** Opening Provided material block **

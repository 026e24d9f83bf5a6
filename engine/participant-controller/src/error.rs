//! Error types for the ParticipantController

use orchestration_types::ParticipantState;
use thiserror::Error;

/// Errors returned to callers of the ParticipantController.
///
/// Protocol violations caused by inbound messages are never returned; they
/// move the participant into `Error` instead.
#[derive(Error, Debug)]
pub enum ParticipantError {
    #[error("Cannot start participant {participant}: no simulation step was set")]
    MissingSimulationStep { participant: String },

    #[error("Participant {participant} was already started")]
    AlreadyStarted { participant: String },

    #[error("pause() was called in state {state}")]
    InvalidPause { state: ParticipantState },

    #[error("continue_simulation() was called in state {state}")]
    InvalidContinue { state: ParticipantState },

    #[error("Inbox closed before participant reached a terminal state")]
    InboxClosed,

    #[error("Final state sender dropped before a terminal state was reached")]
    FinalStateDropped,

    #[error("Configuration error: {0}")]
    Config(#[from] ConfigError),
}

/// Errors loading, saving or validating a participant configuration
#[derive(Error, Debug)]
pub enum ConfigError {
    #[error("I/O error: {0}")]
    Io(#[from] std::io::Error),

    #[error("Failed to parse configuration: {0}")]
    Parse(#[from] toml::de::Error),

    #[error("Failed to serialize configuration: {0}")]
    Serialize(#[from] toml::ser::Error),

    #[error("Invalid configuration: {0}")]
    Invalid(String),
}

** Closing Provided material block **

→ **Directions**
Read through the data and copy every line where "returned" shows up.

→ **Result of the exercise**
/// Errors returned to callers of the ParticipantController.
/// Protocol violations caused by inbound messages are never returned; they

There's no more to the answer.